▶ **THE INPUT**:
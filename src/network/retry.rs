//! Bounded retry decorator for transports
//!
//! Only connection-level failures are retried. Timeouts, HTTP status errors
//! and upstream error codes are returned immediately.

use super::client::Transport;
use crate::config::OutgoingSettings;
use crate::engines::{EngineRequest, EngineResponse};
use crate::error::Result;
use async_trait::async_trait;
use std::time::Duration;
use tracing::warn;

pub struct RetryTransport<T> {
    inner: T,
    retries: u32,
    delay: Duration,
}

impl<T: Transport> RetryTransport<T> {
    pub fn new(inner: T, retries: u32, delay: Duration) -> Self {
        Self {
            inner,
            retries,
            delay,
        }
    }

    pub fn from_settings(inner: T, settings: &OutgoingSettings) -> Self {
        Self::new(
            inner,
            settings.retries,
            Duration::from_millis(settings.retry_delay_ms),
        )
    }
}

#[async_trait]
impl<T: Transport> Transport for RetryTransport<T> {
    async fn execute(&self, request: EngineRequest, timeout: Duration) -> Result<EngineResponse> {
        let mut attempt = 0;
        loop {
            match self.inner.execute(request.clone(), timeout).await {
                Err(err) if err.is_retryable() && attempt < self.retries => {
                    attempt += 1;
                    warn!("Attempt {} failed: {}; retrying", attempt, err);
                    tokio::time::sleep(self.delay).await;
                }
                other => return other,
            }
        }
    }
}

▶ **WHAT THE TASK ASKS**:
When you come to the line containing "impl<T: Transport> RetryTransport<T>", give it and stop; before that, repeat each line of the material exactly from the first one.

▶ **WRITTEN ANSWER**:
filename src/network/retry.rs
//! Bounded retry decorator for transports
//!
//! Only connection-level failures are retried. Timeouts, HTTP status errors
//! and upstream error codes are returned immediately.

use super::client::Transport;
use crate::config::OutgoingSettings;
use crate::engines::{EngineRequest, EngineResponse};
use crate::error::Result;
use async_trait::async_trait;
use std::time::Duration;
use tracing::warn;

pub struct RetryTransport<T> {
    inner: T,
    retries: u32,
    delay: Duration,
}

impl<T: Transport> RetryTransport<T> {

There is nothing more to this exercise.